====== Input data

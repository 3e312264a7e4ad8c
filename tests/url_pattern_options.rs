use url_pattern_rs::pattern::PatternError;
use url_pattern_rs::{
    ErrorKind, PatternInit, UrlPattern, UrlPatternError, UrlPatternInput, UrlPatternOptions,
};

#[test]
fn options_builder_sets_ignore_case() {
    let options = UrlPatternOptions::builder().ignore_case(true).build();
    assert!(options.ignore_case);
    assert!(!UrlPatternOptions::default().ignore_case);
}

#[test]
fn options_deserialize_from_camel_case() {
    let options: UrlPatternOptions =
        serde_json::from_str(r#"{"ignoreCase":true}"#).expect("options should deserialize");
    assert!(options.ignore_case);

    let empty: UrlPatternOptions = serde_json::from_str("{}").expect("defaults should apply");
    assert_eq!(empty, UrlPatternOptions::default());
}

#[test]
fn input_deserializes_as_string_or_init() {
    let string: UrlPatternInput =
        serde_json::from_str(r#""https://example.com/*""#).expect("string input");
    assert_eq!(string, UrlPatternInput::from("https://example.com/*"));

    let init: UrlPatternInput = serde_json::from_str(
        r#"{"pathname":"/books/:id","baseURL":"https://example.com"}"#,
    )
    .expect("init input");
    assert_eq!(
        init,
        UrlPatternInput::from(
            PatternInit::new()
                .pathname("/books/:id")
                .base_url("https://example.com")
        )
    );
}

#[test]
fn match_result_serializes_groups_as_map() {
    let pattern = UrlPattern::parse("https://example.com/books/:id/:rev?")
        .expect("pattern should compile");
    let result = pattern
        .exec("https://example.com/books/7", None)
        .expect("exec should not fail")
        .expect("url should match");

    let value = serde_json::to_value(&result).expect("result should serialize");

    assert_eq!(value["inputs"][0], "https://example.com/books/7");
    assert_eq!(value["pathname"]["input"], "/books/7");
    assert_eq!(value["pathname"]["groups"]["id"], "7");
    assert!(value["pathname"]["groups"]["rev"].is_null());
}

#[test]
fn relative_string_without_base_is_rejected() {
    let err = UrlPattern::parse("/books/:id").expect_err("relative pattern needs a base");
    assert_eq!(err.kind(), ErrorKind::InputShape);
    match err {
        UrlPatternError::MissingProtocolOrBase { pattern } => assert_eq!(pattern, "/books/:id"),
        other => panic!("unexpected error: {other:?}"),
    }
}

#[test]
fn init_with_separate_base_is_rejected() {
    let err = UrlPattern::new(
        PatternInit::new().pathname("/a"),
        Some("https://example.com"),
        None,
    )
    .expect_err("init plus base should be rejected");
    assert_eq!(err, UrlPatternError::BaseUrlWithInit);

    let pattern = UrlPattern::parse("https://example.com/*").expect("pattern should compile");
    let err = pattern
        .exec(PatternInit::new().pathname("/a"), Some("https://example.com"))
        .expect_err("init plus base should be rejected when matching");
    assert_eq!(err.kind(), ErrorKind::InputShape);
}

#[test]
fn syntax_errors_are_classified() {
    let err = UrlPattern::new(PatternInit::new().pathname("/:id/:id"), None, None)
        .expect_err("duplicate names should be rejected");
    assert_eq!(err.kind(), ErrorKind::Syntax);
    match err {
        UrlPatternError::Pattern(PatternError::DuplicateName { name, .. }) => {
            assert_eq!(name, "id")
        }
        other => panic!("unexpected error: {other:?}"),
    }

    let err = UrlPattern::new(PatternInit::new().pathname("/(a"), None, None)
        .expect_err("unterminated regexp should be rejected");
    assert_eq!(err.kind(), ErrorKind::Syntax);
}

#[test]
fn invalid_regexp_body_is_a_compile_error() {
    let err = UrlPattern::new(PatternInit::new().pathname("/(a{2,1})"), None, None)
        .expect_err("regex backend should reject the group");
    assert_eq!(err.kind(), ErrorKind::RegexCompile);
}

#[test]
fn invalid_literal_is_a_canonicalization_error() {
    let err = UrlPattern::new(PatternInit::new().port("http"), None, None)
        .expect_err("port must be numeric");
    assert_eq!(err.kind(), ErrorKind::Canonicalization);
}

#[test]
fn pattern_is_shareable_across_threads() {
    fn assert_send_sync<T: Send + Sync>() {}
    assert_send_sync::<UrlPattern>();

    let pattern = std::sync::Arc::new(
        UrlPattern::parse("https://example.com/items/:id").expect("pattern should compile"),
    );

    let handles: Vec<_> = (0..4)
        .map(|i| {
            let pattern = std::sync::Arc::clone(&pattern);
            std::thread::spawn(move || {
                let url = format!("https://example.com/items/{i}");
                pattern
                    .test(url.as_str(), None)
                    .expect("test should not fail")
            })
        })
        .collect();

    for handle in handles {
        assert!(handle.join().expect("thread should finish"));
    }
}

============

Reproduce the data in full, exactly as presented.

repository 3e312264a7e4ad8c
filename tests/url_pattern_options.rs
use url_pattern_rs::pattern::PatternError;
use url_pattern_rs::{
    ErrorKind, PatternInit, UrlPattern, UrlPatternError, UrlPatternInput, UrlPatternOptions,
};

#[test]
fn options_builder_sets_ignore_case() {
    let options = UrlPatternOptions::builder().ignore_case(true).build();
    assert!(options.ignore_case);
    assert!(!UrlPatternOptions::default().ignore_case);
}

#[test]
fn options_deserialize_from_camel_case() {
    let options: UrlPatternOptions =
        serde_json::from_str(r#"{"ignoreCase":true}"#).expect("options should deserialize");
    assert!(options.ignore_case);

    let empty: UrlPatternOptions = serde_json::from_str("{}").expect("defaults should apply");
    assert_eq!(empty, UrlPatternOptions::default());
}

#[test]
fn input_deserializes_as_string_or_init() {
    let string: UrlPatternInput =
        serde_json::from_str(r#""https://example.com/*""#).expect("string input");
    assert_eq!(string, UrlPatternInput::from("https://example.com/*"));

    let init: UrlPatternInput = serde_json::from_str(
        r#"{"pathname":"/books/:id","baseURL":"https://example.com"}"#,
    )
    .expect("init input");
    assert_eq!(
        init,
        UrlPatternInput::from(
            PatternInit::new()
                .pathname("/books/:id")
                .base_url("https://example.com")
        )
    );
}

#[test]
fn match_result_serializes_groups_as_map() {
    let pattern = UrlPattern::parse("https://example.com/books/:id/:rev?")
        .expect("pattern should compile");
    let result = pattern
        .exec("https://example.com/books/7", None)
        .expect("exec should not fail")
        .expect("url should match");

    let value = serde_json::to_value(&result).expect("result should serialize");

    assert_eq!(value["inputs"][0], "https://example.com/books/7");
    assert_eq!(value["pathname"]["input"], "/books/7");
    assert_eq!(value["pathname"]["groups"]["id"], "7");
    assert!(value["pathname"]["groups"]["rev"].is_null());
}

#[test]
fn relative_string_without_base_is_rejected() {
    let err = UrlPattern::parse("/books/:id").expect_err("relative pattern needs a base");
    assert_eq!(err.kind(), ErrorKind::InputShape);
    match err {
        UrlPatternError::MissingProtocolOrBase { pattern } => assert_eq!(pattern, "/books/:id"),
        other => panic!("unexpected error: {other:?}"),
    }
}

#[test]
fn init_with_separate_base_is_rejected() {
    let err = UrlPattern::new(
        PatternInit::new().pathname("/a"),
        Some("https://example.com"),
        None,
    )
    .expect_err("init plus base should be rejected");
    assert_eq!(err, UrlPatternError::BaseUrlWithInit);

    let pattern = UrlPattern::parse("https://example.com/*").expect("pattern should compile");
    let err = pattern
        .exec(PatternInit::new().pathname("/a"), Some("https://example.com"))
        .expect_err("init plus base should be rejected when matching");
    assert_eq!(err.kind(), ErrorKind::InputShape);
}

#[test]
fn syntax_errors_are_classified() {
    let err = UrlPattern::new(PatternInit::new().pathname("/:id/:id"), None, None)
        .expect_err("duplicate names should be rejected");
    assert_eq!(err.kind(), ErrorKind::Syntax);
    match err {
        UrlPatternError::Pattern(PatternError::DuplicateName { name, .. }) => {
            assert_eq!(name, "id")
        }
        other => panic!("unexpected error: {other:?}"),
    }

    let err = UrlPattern::new(PatternInit::new().pathname("/(a"), None, None)
        .expect_err("unterminated regexp should be rejected");
    assert_eq!(err.kind(), ErrorKind::Syntax);
}

#[test]
fn invalid_regexp_body_is_a_compile_error() {
    let err = UrlPattern::new(PatternInit::new().pathname("/(a{2,1})"), None, None)
        .expect_err("regex backend should reject the group");
    assert_eq!(err.kind(), ErrorKind::RegexCompile);
}

#[test]
fn invalid_literal_is_a_canonicalization_error() {
    let err = UrlPattern::new(PatternInit::new().port("http"), None, None)
        .expect_err("port must be numeric");
    assert_eq!(err.kind(), ErrorKind::Canonicalization);
}

#[test]
fn pattern_is_shareable_across_threads() {
    fn assert_send_sync<T: Send + Sync>() {}
    assert_send_sync::<UrlPattern>();

    let pattern = std::sync::Arc::new(
        UrlPattern::parse("https://example.com/items/:id").expect("pattern should compile"),
    );

    let handles: Vec<_> = (0..4)
        .map(|i| {
            let pattern = std::sync::Arc::clone(&pattern);
            std::thread::spawn(move || {
                let url = format!("https://example.com/items/{i}");
                pattern
                    .test(url.as_str(), None)
                    .expect("test should not fail")
            })
        })
        .collect();

    for handle in handles {
        assert!(handle.join().expect("thread should finish"));
    }
}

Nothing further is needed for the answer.